For/against: ‘Why not use substitutes?’
“He swore.” I don’t mind a Christian novel that phrases an action like that. Bad characters swear. Sometimes good characters swear. If a novelist’s worldview presents this as wrong, even if much less wrong than other horrors a character may commit (murder, etc.) why not include this? If anything, the real revealed sin is a character’s anger anyway — just as my real sin, if I let out a four-letter one, comes first from the heart, then escapes my mouth (Matthew 12: 33-34).
But “he swore,” “she swore,” “he swore over and over,” etc., can sound silly after a while. And the argument does seem to hold: should all writers be restricted by the personal beliefs of a few?
“Make up new cusswords.” That works, if you’re in a fantasy or sci-fi setting. But what about a contemporary fantasy or alternate-Earth novel? What about a thriller set in our world? This may take care of the problem in an imagined universe, but not in this one.
“What the $*!&?” Frank Peretti got away with this in some of his early novels. A similar method (often employed by Christian film reviewers) involves the ingenious substitution of hyphens for the Bad Word, or even only some of its Bad Letters. I say “ingenious” sarcastically because it’s silly. Who are we trying to kid? I know exactly how to translate my own comic-strip-style substitution up there, or at least have narrowed the Secret Letters to two common cusswords.

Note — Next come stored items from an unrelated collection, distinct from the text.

use std::{path::PathBuf, time::Duration};

use clap::{Args, Parser, Subcommand};
use serde_json::Value;
use thiserror::Error;
use transmission_rpc::{
    Arguments, ClientConfig, Credentials, DEFAULT_RPC_URL, Endpoint, RpcError, TorrentId,
};

/// Errors raised by the command-line front-end.
#[derive(Error, Debug)]
pub(crate) enum CliError {
    #[error(transparent)]
    Rpc(#[from] RpcError),

    #[error("invalid field {0:?}, expected key=<json>")]
    InvalidField(String),

    #[error("failed to read {path}: {source}")]
    Read {
        path: String,
        #[source]
        source: std::io::Error,
    },

    #[error("failed to render response: {0}")]
    Render(#[from] serde_json::Error),
}

/// Top-level CLI struct for the binary.
#[derive(Debug, Parser)]
#[command(name = "transmission-ctl", version, about, long_about = None)]
pub(crate) struct Cli {
    /// URL of the Transmission RPC endpoint.
    #[arg(long, env = "TRANSMISSION_RPC_URL", default_value = DEFAULT_RPC_URL)]
    pub url: String,

    /// RPC username.
    #[arg(short, long, env = "TRANSMISSION_USERNAME")]
    pub username: Option<String>,

    /// RPC password.
    #[arg(short, long, env = "TRANSMISSION_PASSWORD", hide_env_values = true)]
    pub password: Option<String>,

    /// Per-request timeout in seconds.
    #[arg(short, long, env = "TRANSMISSION_TIMEOUT_SECS", default_value_t = 30)]
    pub timeout: u64,

    #[command(subcommand)]
    pub command: Command,
}

impl Cli {
    /// Builds the client configuration from the global options.
    pub(crate) fn config(&self) -> Result<ClientConfig, RpcError> {
        let credentials = Credentials::from_parts(self.username.clone(), self.password.clone());
        let endpoint = Endpoint::parse(&self.url)?.with_credentials(credentials);
        Ok(ClientConfig::new(endpoint).with_timeout(Duration::from_secs(self.timeout)))
    }
}

/// One subcommand per client operation.
#[derive(Debug, Subcommand)]
pub(crate) enum Command {
    /// List all torrents.
    List,

    /// Show a single torrent.
    Get {
        #[arg(value_parser = parse_torrent_id)]
        id: TorrentId,
    },

    /// Start torrents.
    Start(IdsArgs),

    /// Stop torrents.
    Stop(IdsArgs),

    /// Verify the local data of torrents.
    Verify(IdsArgs),

    /// Ask the trackers of torrents for more peers.
    Reannounce(IdsArgs),

    /// Set torrent fields, e.g. `--field uploadLimit=100`.
    Set {
        #[command(flatten)]
        ids: IdsArgs,

        #[command(flatten)]
        fields: FieldArgs,
    },

    /// Add a torrent by `.torrent` path, URL or magnet link.
    Add {
        source: String,

        #[command(flatten)]
        options: AddArgs,
    },

    /// Add a torrent from a local `.torrent` file, uploading its contents.
    AddMetainfo {
        path: PathBuf,

        #[command(flatten)]
        options: AddArgs,
    },

    /// Remove torrents.
    Remove {
        #[command(flatten)]
        ids: IdsArgs,

        /// Delete the downloaded data too.
        #[arg(long, default_value_t = false)]
        delete: bool,
    },

    /// Change the download location of torrents.
    Move {
        #[command(flatten)]
        ids: IdsArgs,

        /// New download directory.
        #[arg(long)]
        location: String,

        /// Move the data instead of looking for it at the new location.
        #[arg(long = "move", default_value_t = false)]
        move_data: bool,
    },

    /// Rename a file or directory inside a torrent.
    Rename {
        #[arg(value_parser = parse_torrent_id)]
        id: TorrentId,

        /// Path of the file or directory to rename, relative to the torrent.
        #[arg(long)]
        path: String,

        /// New name.
        #[arg(long)]
        name: String,
    },

    /// Show the session settings.
    Session,

    /// Change session settings, e.g. `--field download-queue-size=3`.
    SessionSet {
        #[command(flatten)]
        fields: FieldArgs,
    },

    /// Show session statistics.
    Stats,
}

/// Torrents addressed by a subcommand.
#[derive(Debug, Clone, Args)]
pub(crate) struct IdsArgs {
    /// Torrent ids or hash strings.
    #[arg(required = true, value_parser = parse_torrent_id)]
    pub ids: Vec<TorrentId>,
}

/// `key=<json>` pairs forwarded as RPC arguments.
#[derive(Debug, Clone, Args)]
pub(crate) struct FieldArgs {
    /// A `key=<json>` pair. Values that are not valid JSON are sent as strings.
    #[arg(long = "field", required = true, value_parser = parse_field)]
    pub fields: Vec<(String, Value)>,
}

impl FieldArgs {
    pub(crate) fn into_arguments(self) -> Arguments {
        self.fields.into_iter().collect()
    }
}

/// Options shared by the `add` subcommands.
#[derive(Debug, Clone, Default, Args)]
pub(crate) struct AddArgs {
    /// Directory to download into, instead of the daemon's default.
    #[arg(short, long)]
    pub download_dir: Option<String>,

    /// Add the torrent without starting it.
    #[arg(long, default_value_t = false)]
    pub paused: bool,
}

impl AddArgs {
    /// Extra `torrent-add` arguments.
    pub(crate) fn extra(&self) -> Arguments {
        let mut extra = Arguments::new();
        if self.paused {
            extra.insert("paused".into(), true.into());
        }
        extra
    }
}

/// Numeric ids are torrent ids, anything else is a hash string.
pub(crate) fn parse_torrent_id(value: &str) -> Result<TorrentId, String> {
    let value = value.trim();
    if value.is_empty() {
        return Err("torrent id must not be empty".into());
    }
    Ok(match value.parse::<i64>() {
        Ok(id) => TorrentId::Id(id),
        Err(_) => TorrentId::Hash(value.to_string()),
    })
}

pub(crate) fn parse_field(value: &str) -> Result<(String, Value), CliError> {
    let (key, raw) = value
        .split_once('=')
        .ok_or_else(|| CliError::InvalidField(value.to_string()))?;
    let key = key.trim();
    if key.is_empty() {
        return Err(CliError::InvalidField(value.to_string()));
    }
    let parsed = serde_json::from_str(raw).unwrap_or_else(|_| Value::String(raw.to_string()));
    Ok((key.to_string(), parsed))
}
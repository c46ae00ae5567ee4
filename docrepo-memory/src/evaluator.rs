//! Filter evaluation for in-memory documents.
//!
//! This module evaluates MongoDB-shaped filters against BSON documents. Supported are
//! plain equality (including "array contains" semantics), dotted field paths, the field
//! operators `$eq $ne $gt $gte $lt $lte $in $nin $exists`, and the top-level combinators
//! `$and $or $nor`. Anything else is rejected as an invalid filter.

use std::cmp::Ordering;
use bson::{Bson, Document, datetime::DateTime, oid::ObjectId};

use docrepo_core::error::{DocumentStoreError, DocumentStoreResult};


/// Type-erased, comparable representation of BSON values.
///
/// Numeric types are normalized to f64 so that `Int32(1)` equals `Double(1.0)`.
#[derive(Debug)]
pub(crate) enum Comparable<'a> {
    Null,
    Bool(bool),
    Number(f64),
    DateTime(DateTime),
    ObjectId(ObjectId),
    String(&'a str),
    Array(Vec<Comparable<'a>>),
    /// Embedded documents compare field by field, in order.
    Map(Vec<(&'a str, Comparable<'a>)>),
    /// Values of other BSON types never compare equal.
    Unsupported,
}

impl<'a> From<&'a Bson> for Comparable<'a> {
    fn from(bson: &'a Bson) -> Self {
        match bson {
            Bson::Null => Comparable::Null,
            Bson::Boolean(value) => Comparable::Bool(*value),
            Bson::Int32(value) => Comparable::Number(*value as f64),
            Bson::Int64(value) => Comparable::Number(*value as f64),
            Bson::Double(value) => Comparable::Number(*value),
            Bson::DateTime(value) => Comparable::DateTime(*value),
            Bson::ObjectId(value) => Comparable::ObjectId(*value),
            Bson::String(value) => Comparable::String(value),
            Bson::Array(arr) => Comparable::Array(
                arr
                    .iter()
                    .map(Comparable::from)
                    .collect()
            ),
            Bson::Document(doc) => Comparable::Map(
                doc
                    .iter()
                    .map(|(k, v)| (k.as_str(), Comparable::from(v)))
                    .collect()
            ),
            _ => Comparable::Unsupported,
        }
    }
}

impl<'a> PartialEq for Comparable<'a> {
    fn eq(&self, other: &Self) -> bool {
        match (self, other) {
            (Comparable::Null, Comparable::Null) => true,
            (Comparable::Bool(a), Comparable::Bool(b)) => a == b,
            (Comparable::Number(a), Comparable::Number(b)) => a == b,
            (Comparable::DateTime(a), Comparable::DateTime(b)) => a == b,
            (Comparable::ObjectId(a), Comparable::ObjectId(b)) => a == b,
            (Comparable::String(a), Comparable::String(b)) => a == b,
            (Comparable::Array(a), Comparable::Array(b)) => a == b,
            (Comparable::Map(a), Comparable::Map(b)) => a == b,
            _ => false,
        }
    }
}

impl<'a> PartialOrd for Comparable<'a> {
    fn partial_cmp(&self, other: &Self) -> Option<Ordering> {
        match (self, other) {
            (Comparable::Bool(a), Comparable::Bool(b)) => a.partial_cmp(b),
            (Comparable::Number(a), Comparable::Number(b)) => a.partial_cmp(b),
            (Comparable::DateTime(a), Comparable::DateTime(b)) => a.partial_cmp(b),
            (Comparable::ObjectId(a), Comparable::ObjectId(b)) => a.bytes().partial_cmp(&b.bytes()),
            (Comparable::String(a), Comparable::String(b)) => a.partial_cmp(b),
            _ => None,
        }
    }
}


pub(crate) struct DocumentEvaluator<'a> {
    document: &'a Document,
}

impl<'a> DocumentEvaluator<'a> {
    pub fn new(document: &'a Document) -> Self {
        Self { document }
    }

    /// Returns `true` if the document satisfies every entry of `filter`.
    pub fn matches(&self, filter: &Document) -> DocumentStoreResult<bool> {
        for (key, condition) in filter {
            let satisfied = match key.as_str() {
                "$and" => {
                    for sub in Self::sub_filters(key, condition)? {
                        if !self.matches(sub)? {
                            return Ok(false);
                        }
                    }
                    true
                },
                "$or" => self.any(Self::sub_filters(key, condition)?)?,
                "$nor" => !self.any(Self::sub_filters(key, condition)?)?,
                op if op.starts_with('$') => {
                    return Err(DocumentStoreError::InvalidFilter(format!(
                        "unsupported top-level operator {op}"
                    )));
                },
                field => Self::matches_condition(self.lookup(field).as_ref(), condition)?,
            };

            if !satisfied {
                return Ok(false);
            }
        }

        Ok(true)
    }

    /// Keeps the documents matching `filter`, in their original order.
    pub fn filter_documents(
        documents: impl IntoIterator<Item = &'a Document>,
        filter: &Document,
    ) -> DocumentStoreResult<Vec<Document>> {
        let mut matched = Vec::new();

        for document in documents {
            if DocumentEvaluator::new(document).matches(filter)? {
                matched.push(document.clone());
            }
        }

        Ok(matched)
    }

    fn any(&self, filters: Vec<&Document>) -> DocumentStoreResult<bool> {
        for sub in filters {
            if self.matches(sub)? {
                return Ok(true);
            }
        }

        Ok(false)
    }

    fn sub_filters<'f>(op: &str, condition: &'f Bson) -> DocumentStoreResult<Vec<&'f Document>> {
        let invalid = || DocumentStoreError::InvalidFilter(format!("{op} expects an array of documents"));

        condition
            .as_array()
            .ok_or_else(invalid)?
            .iter()
            .map(|sub| sub.as_document().ok_or_else(invalid))
            .collect()
    }

    /// Resolves a dotted path such as `address.city`, `tags.0` or `items.name`.
    ///
    /// A non-numeric segment applied to an array is applied to each of its elements; the
    /// values found are returned as an array, so array-contains equality matches when any
    /// element does.
    fn lookup(&self, path: &str) -> Option<Bson> {
        let segments = path.split('.').collect::<Vec<_>>();
        let (first, rest) = segments.split_first()?;

        Self::descend(self.document.get(*first)?, rest)
    }

    fn descend(value: &Bson, path: &[&str]) -> Option<Bson> {
        let Some((segment, rest)) = path.split_first() else {
            return Some(value.clone());
        };

        match value {
            Bson::Document(doc) => Self::descend(doc.get(*segment)?, rest),
            Bson::Array(arr) => match segment.parse::<usize>() {
                Ok(index) => Self::descend(arr.get(index)?, rest),
                Err(_) => {
                    let found = arr
                        .iter()
                        .filter(|item| matches!(item, Bson::Document(_)))
                        .filter_map(|item| Self::descend(item, path))
                        .collect::<Vec<_>>();

                    (!found.is_empty()).then_some(Bson::Array(found))
                },
            },
            _ => None,
        }
    }

    fn matches_condition(value: Option<&Bson>, condition: &Bson) -> DocumentStoreResult<bool> {
        match condition {
            Bson::Document(ops) if ops.keys().next().is_some_and(|k| k.starts_with('$')) => {
                for (op, operand) in ops {
                    if !Self::apply(op, value, operand)? {
                        return Ok(false);
                    }
                }

                Ok(true)
            },
            _ => Ok(Self::equals(value, condition)),
        }
    }

    /// Equality with MongoDB semantics: a missing field equals `null`, and an array field
    /// equals a value it contains.
    fn equals(value: Option<&Bson>, expected: &Bson) -> bool {
        let expected = Comparable::from(expected);

        match value.map(Comparable::from) {
            None => expected == Comparable::Null,
            Some(Comparable::Array(items)) => {
                items.iter().any(|item| item == &expected) || Comparable::Array(items) == expected
            },
            Some(actual) => actual == expected,
        }
    }

    fn compare(value: Option<&Bson>, operand: &Bson, accept: fn(Ordering) -> bool) -> bool {
        let operand = Comparable::from(operand);
        let holds = |actual: &Comparable| actual.partial_cmp(&operand).is_some_and(accept);

        match value.map(Comparable::from) {
            None => false,
            Some(Comparable::Array(items)) => items.iter().any(holds),
            Some(actual) => holds(&actual),
        }
    }

    fn apply(op: &str, value: Option<&Bson>, operand: &Bson) -> DocumentStoreResult<bool> {
        match op {
            "$eq" => Ok(Self::equals(value, operand)),
            "$ne" => Ok(!Self::equals(value, operand)),
            "$gt" => Ok(Self::compare(value, operand, |o| o == Ordering::Greater)),
            "$gte" => Ok(Self::compare(value, operand, |o| o != Ordering::Less)),
            "$lt" => Ok(Self::compare(value, operand, |o| o == Ordering::Less)),
            "$lte" => Ok(Self::compare(value, operand, |o| o != Ordering::Greater)),
            "$in" | "$nin" => {
                let candidates = operand
                    .as_array()
                    .ok_or_else(|| DocumentStoreError::InvalidFilter(format!("{op} expects an array")))?;
                let found = candidates
                    .iter()
                    .any(|candidate| Self::equals(value, candidate));

                Ok(if op == "$in" { found } else { !found })
            },
            "$exists" => {
                let should_exist = match operand {
                    Bson::Boolean(flag) => *flag,
                    Bson::Int32(n) => *n != 0,
                    Bson::Int64(n) => *n != 0,
                    _ => return Err(DocumentStoreError::InvalidFilter("$exists expects a boolean".into())),
                };

                Ok(value.is_some() == should_exist)
            },
            other => Err(DocumentStoreError::InvalidFilter(format!("unsupported operator {other}"))),
        }
    }
}

#[cfg(test)]
mod tests {
    use super::*;
    use bson::doc;

    fn person() -> Document {
        doc! {
            "_id": ObjectId::new(),
            "name": "ada",
            "age": 36,
            "tags": ["math", "engines"],
            "address": { "city": "London" },
        }
    }

    fn matches(filter: Document) -> bool {
        DocumentEvaluator::new(&person()).matches(&filter).unwrap()
    }

    #[test]
    fn empty_filter_matches() {
        assert!(matches(doc! {}));
    }

    #[test]
    fn equality_normalizes_numbers() {
        assert!(matches(doc! { "age": 36.0 }));
        assert!(matches(doc! { "age": 36_i64, "name": "ada" }));
        assert!(!matches(doc! { "age": 36, "name": "bob" }));
    }

    #[test]
    fn array_fields_match_contained_values() {
        assert!(matches(doc! { "tags": "math" }));
        assert!(matches(doc! { "tags": ["math", "engines"] }));
        assert!(!matches(doc! { "tags": "poetry" }));
    }

    #[test]
    fn missing_field_equals_null() {
        assert!(matches(doc! { "deleted": null }));
        assert!(!matches(doc! { "name": null }));
    }

    #[test]
    fn dotted_paths_descend() {
        assert!(matches(doc! { "address.city": "London" }));
        assert!(matches(doc! { "tags.1": "engines" }));
        assert!(!matches(doc! { "address.zip": { "$exists": true } }));
    }

    #[test]
    fn dotted_paths_fan_out_over_arrays_of_documents() {
        let order = doc! { "items": [{ "name": "a", "qty": 1 }, { "name": "b", "qty": 5 }] };
        let evaluator = DocumentEvaluator::new(&order);

        assert!(evaluator.matches(&doc! { "items.name": "a" }).unwrap());
        assert!(evaluator.matches(&doc! { "items.qty": { "$gt": 4 } }).unwrap());
        assert!(evaluator.matches(&doc! { "items.name": { "$exists": true } }).unwrap());
        assert!(!evaluator.matches(&doc! { "items.name": "c" }).unwrap());
        assert!(!evaluator.matches(&doc! { "items.name": { "$ne": "b" } }).unwrap());
        assert!(!evaluator.matches(&doc! { "items.sku": { "$exists": true } }).unwrap());
    }

    #[test]
    fn embedded_documents_compare_in_field_order() {
        assert!(matches(doc! { "address": { "city": "London" } }));

        let located = doc! { "point": { "x": 1, "y": 2 } };
        let evaluator = DocumentEvaluator::new(&located);

        assert!(evaluator.matches(&doc! { "point": { "x": 1, "y": 2 } }).unwrap());
        assert!(!evaluator.matches(&doc! { "point": { "y": 2, "x": 1 } }).unwrap());
    }

    #[test]
    fn comparison_operators() {
        assert!(matches(doc! { "age": { "$gt": 30, "$lte": 36 } }));
        assert!(!matches(doc! { "age": { "$lt": 36 } }));
        assert!(matches(doc! { "name": { "$ne": "bob" } }));
        assert!(matches(doc! { "name": { "$in": ["bob", "ada"] } }));
        assert!(matches(doc! { "tags": { "$nin": ["poetry"] } }));
    }

    #[test]
    fn combinators() {
        assert!(matches(doc! { "$or": [{ "name": "bob" }, { "age": 36 }] }));
        assert!(!matches(doc! { "$and": [{ "name": "ada" }, { "age": 1 }] }));
        assert!(matches(doc! { "$nor": [{ "name": "bob" }] }));
    }

    #[test]
    fn unknown_operators_are_rejected() {
        let doc = person();
        let evaluator = DocumentEvaluator::new(&doc);

        assert!(matches!(
            evaluator.matches(&doc! { "name": { "$regex": "^a" } }),
            Err(DocumentStoreError::InvalidFilter(_))
        ));
        assert!(matches!(
            evaluator.matches(&doc! { "$where": "true" }),
            Err(DocumentStoreError::InvalidFilter(_))
        ));
    }
}
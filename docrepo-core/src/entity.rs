//! Core traits for entity representation and serialization.
//!
//! An entity is any serde-serializable type stored as one document in one collection.
//! Its primary key lives in the `_id` field; entities usually model it as
//! `Option<DocumentKey>` so that the database can generate it on creation.

use bson::{Document, de::deserialize_from_document, ser::serialize_to_document};
use serde::{Deserialize, Serialize};

use crate::error::{DocumentStoreError, DocumentStoreResult};

/// Core trait that all entities managed by a repository service must implement.
///
/// # Deriving
///
/// `#[derive(Entity)]` from the `docrepo` crate implements this trait, taking the collection
/// name from `#[entity(collection = "...")]` or pluralizing the lowercased type name.
///
/// # Example
///
/// ```ignore
/// use docrepo::entity::Entity;
/// use docrepo::key::DocumentKey;
/// use serde::{Serialize, Deserialize};
///
/// #[derive(Debug, Clone, Serialize, Deserialize)]
/// pub struct User {
///     #[serde(rename = "_id", skip_serializing_if = "Option::is_none")]
///     pub id: Option<DocumentKey>,
///     pub name: String,
/// }
///
/// impl Entity for User {
///     fn collection_name() -> &'static str {
///         "users"
///     }
/// }
/// ```
pub trait Entity: Serialize + for<'de> Deserialize<'de> + Send + Sync + Clone + 'static {
    /// Returns the name of the collection this entity is stored in.
    fn collection_name() -> &'static str;

    /// Returns the model name of this entity, used to derive view-model names.
    ///
    /// Defaults to the unqualified type name.
    fn model_name() -> &'static str {
        let full = std::any::type_name::<Self>();
        let base = full.split('<').next().unwrap_or(full);

        base.rsplit("::").next().unwrap_or(base)
    }
}

/// Extension trait providing conversion utilities for entities.
///
/// Automatically implemented for every [`Entity`].
pub trait EntityExt: Entity {
    /// Converts this entity into a BSON document for storage.
    ///
    /// # Errors
    ///
    /// Returns an error if serialization fails or the entity does not serialize to a document.
    fn to_document(&self) -> DocumentStoreResult<Document>;

    /// Builds an entity from a stored BSON document.
    fn from_document(document: Document) -> DocumentStoreResult<Self>;
}

impl<E: Entity> EntityExt for E {
    fn to_document(&self) -> DocumentStoreResult<Document> {
        serialize_to_document(self).map_err(|e| {
            DocumentStoreError::InvalidDocument(format!("{}: {}", E::model_name(), e))
        })
    }

    fn from_document(document: Document) -> DocumentStoreResult<Self> {
        Ok(deserialize_from_document(document)?)
    }
}
use async_trait::async_trait;
use futures::TryStreamExt;
use bson::{Bson, Document};
use mongodb::{
    Client, Collection as MongoCollection,
    error::{Error as MongoError, ErrorKind, WriteFailure},
    options::{ClientOptions, ReturnDocument as MongoReturnDocument},
};
use tracing::debug;

use docrepo_core::{
    database::{DatabaseBuilder, DocumentDatabase},
    error::{DocumentStoreError, DocumentStoreResult},
    filter::Filter,
    handle::{CollectionHandle, DeleteSummary, ReturnDocument, UpdateOptions},
    key::{DocumentKey, KEY_FIELD, document_key},
};

/// Environment variable holding the MongoDB connection string.
pub const URI_VAR: &str = "MONGODB_URI";
/// Environment variable holding the database name.
pub const DATABASE_VAR: &str = "MONGODB_DATABASE";

const DUPLICATE_KEY: i32 = 11000;


#[derive(Debug, Clone)]
pub struct MongoDbStore {
    client: Client,
    database: String,
}

impl MongoDbStore {
    pub fn new(client: Client, database: String) -> Self {
        Self { client, database }
    }

    pub fn builder(dsn: &str, database: &str) -> MongoDbStoreBuilder {
        MongoDbStoreBuilder::new(dsn, database)
    }

    /// Name of the database the store works in.
    pub fn database_name(&self) -> &str {
        &self.database
    }
}

#[async_trait]
impl DocumentDatabase for MongoDbStore {
    type Handle = MongoDbCollection;

    fn collection(&self, name: &str) -> Self::Handle {
        MongoDbCollection {
            name: name.to_string(),
            inner: self.client
                .database(&self.database)
                .collection(name),
        }
    }

    async fn list_collections(&self) -> DocumentStoreResult<Vec<String>> {
        let mut names = self.client
            .database(&self.database)
            .list_collection_names()
            .await
            .map_err(backend)?;
        names.sort();

        Ok(names)
    }

    async fn drop_collection(&self, name: &str) -> DocumentStoreResult<()> {
        self.client
            .database(&self.database)
            .collection::<Document>(name)
            .drop()
            .await
            .map_err(backend)?;

        Ok(())
    }

    async fn shutdown(self) -> DocumentStoreResult<()> {
        self.client.shutdown().await;

        Ok(())
    }
}


/// Handle to one MongoDB collection.
#[derive(Debug, Clone)]
pub struct MongoDbCollection {
    name: String,
    inner: MongoCollection<Document>,
}

fn backend(err: MongoError) -> DocumentStoreError {
    DocumentStoreError::Backend(err.to_string())
}

fn is_duplicate_key(err: &MongoError) -> bool {
    matches!(
        err.kind.as_ref(),
        ErrorKind::Write(WriteFailure::WriteError(failure)) if failure.code == DUPLICATE_KEY
    )
}

#[async_trait]
impl CollectionHandle for MongoDbCollection {
    fn name(&self) -> &str {
        &self.name
    }

    async fn find(&self, filter: Filter) -> DocumentStoreResult<Vec<Document>> {
        self.inner
            .find(filter.into_document())
            .await
            .map_err(backend)?
            .try_collect::<Vec<Document>>()
            .await
            .map_err(backend)
    }

    async fn find_one(&self, filter: Filter) -> DocumentStoreResult<Option<Document>> {
        self.inner
            .find_one(filter.into_document())
            .await
            .map_err(backend)
    }

    async fn find_by_id(&self, key: DocumentKey) -> DocumentStoreResult<Option<Document>> {
        self.inner
            .find_one(Filter::by_key(key).into_document())
            .await
            .map_err(backend)
    }

    async fn create(&self, mut document: Document) -> DocumentStoreResult<Document> {
        if document_key(&document).is_none() {
            let mut keyed = Document::new();
            keyed.insert(KEY_FIELD, DocumentKey::new());
            keyed.extend(document.into_iter().filter(|(field, _)| field != KEY_FIELD));
            document = keyed;
        }

        let result = self.inner
            .insert_one(&document)
            .await;

        match result {
            Ok(inserted) => {
                debug!(collection = %self.name, key = %inserted.inserted_id, "inserted document");
                document.insert(KEY_FIELD, inserted.inserted_id);

                Ok(document)
            },
            Err(err) if is_duplicate_key(&err) => Err(DocumentStoreError::DocumentAlreadyExists(
                document_key(&document)
                    .map(Bson::to_string)
                    .unwrap_or_default(),
                self.name.clone(),
            )),
            Err(err) => Err(backend(err)),
        }
    }

    async fn find_by_id_and_remove(&self, key: DocumentKey) -> DocumentStoreResult<Option<Document>> {
        self.inner
            .find_one_and_delete(Filter::by_key(key).into_document())
            .await
            .map_err(backend)
    }

    async fn find_by_id_and_update(
        &self,
        key: DocumentKey,
        mut document: Document,
        options: UpdateOptions,
    ) -> DocumentStoreResult<Option<Document>> {
        // The stored key is immutable; a replacement may not carry a different one.
        document.remove(KEY_FIELD);

        self.inner
            .find_one_and_replace(Filter::by_key(key).into_document(), document)
            .return_document(match options.return_document {
                ReturnDocument::Before => MongoReturnDocument::Before,
                ReturnDocument::After => MongoReturnDocument::After,
            })
            .await
            .map_err(backend)
    }

    async fn delete_many(&self, filter: Filter) -> DocumentStoreResult<DeleteSummary> {
        let result = self.inner
            .delete_many(filter.into_document())
            .await
            .map_err(backend)?;

        Ok(DeleteSummary::acknowledged(result.deleted_count))
    }
}


/// Builder for [`MongoDbStore`].
#[derive(Debug, Clone)]
pub struct MongoDbStoreBuilder {
    dsn: String,
    database: String,
}

impl MongoDbStoreBuilder {
    pub fn new(dsn: &str, database: &str) -> Self {
        Self {
            dsn: dsn.to_string(),
            database: database.to_string(),
        }
    }

    /// Reads the connection string from `MONGODB_URI` and the database name from
    /// `MONGODB_DATABASE`.
    pub fn from_env() -> DocumentStoreResult<Self> {
        Self::from_lookup(|name| std::env::var(name).ok())
    }

    fn from_lookup(lookup: impl Fn(&str) -> Option<String>) -> DocumentStoreResult<Self> {
        let require = |name: &str| {
            lookup(name)
                .filter(|value| !value.is_empty())
                .ok_or_else(|| DocumentStoreError::Initialization(format!("{name} is not set")))
        };

        Ok(Self {
            dsn: require(URI_VAR)?,
            database: require(DATABASE_VAR)?,
        })
    }
}

#[async_trait]
impl DatabaseBuilder for MongoDbStoreBuilder {
    type Database = MongoDbStore;

    async fn build(self) -> DocumentStoreResult<Self::Database> {
        debug!(database = %self.database, "connecting to mongodb");

        Ok(MongoDbStore::new(
            Client::with_options(
                ClientOptions::parse(&self.dsn)
                    .await
                    .map_err(|e| DocumentStoreError::Initialization(e.to_string()))?,
            )
            .map_err(|e| DocumentStoreError::Initialization(e.to_string()))?,
            self.database,
        ))
    }
}
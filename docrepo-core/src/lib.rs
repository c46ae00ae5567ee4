//! A generic CRUD repository service over JSON document databases.
//!
//! This crate is the core of the docrepo project and provides:
//!
//! - **Entity traits** ([`entity`]) - Core traits for defining and serializing entities
//! - **Keys** ([`key`]) - Native document keys and identifier conversion
//! - **Filters** ([`filter`]) - Untyped key-value filters in MongoDB query shape
//! - **Collection handles** ([`handle`]) - Traits for implementing storage backends
//! - **Databases** ([`database`]) - Traits for handing out collection handles
//! - **Object mapping** ([`mapper`]) - Transforming objects between declared shapes
//! - **Repository service** ([`service`]) - The generic CRUD and mapping facade
//! - **Error handling** ([`error`]) - Error types and result types
//!
//! # Example
//!
//! ```ignore
//! use docrepo::prelude::*;
//! use docrepo::memory::InMemoryStore;
//! use serde::{Serialize, Deserialize};
//! use std::sync::Arc;
//!
//! #[derive(Debug, Clone, Serialize, Deserialize, Entity)]
//! #[entity(collection = "users")]
//! pub struct User {
//!     #[serde(rename = "_id", skip_serializing_if = "Option::is_none")]
//!     pub id: Option<DocumentKey>,
//!     pub name: String,
//! }
//!
//! let store = InMemoryStore::builder().build().await?;
//! let users = RepositoryService::<User, _>::from_store(&store, Arc::new(Mapper::new()));
//!
//! let created = users.create(User { id: None, name: "a".into() }).await?;
//! ```

#[allow(unused_extern_crates)]
extern crate self as docrepo_core;

pub mod database;
pub mod entity;
pub mod error;
pub mod filter;
pub mod handle;
pub mod key;
pub mod mapper;
pub mod service;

I can understand the base logic. But which Christians who are actually tempted to imitate that language would be “protected” by showing part of the word, letting the mind fill in the rest?
Figure A: “Death Cop 9 contains 14 F-words, 9 instances apiece of h— and d—, 6.5 S-words, one interrupted g—–n and several scatological terms and crude slang referencing anatomy.”
I know every single word the Discerning Movie Reviewer means. So why the hyphens? If writing “what the —-” is acceptable, why not just spell it out? Who are we pretending to protect?
In cases like this, it’s really become a great game: we are all pretending to protect an Invisible Sensitive Choir out there somewhere, who indeed don’t want to see films with that kind of sinful content. But if that’s true, aren’t the bad-word-hyphenators naïvely conceding their critics’ point? — that some Christians can indeed hear those words in order to know what Bad Stuff is out there, while themselves resisting the temptation to do the same un-Godly stuff?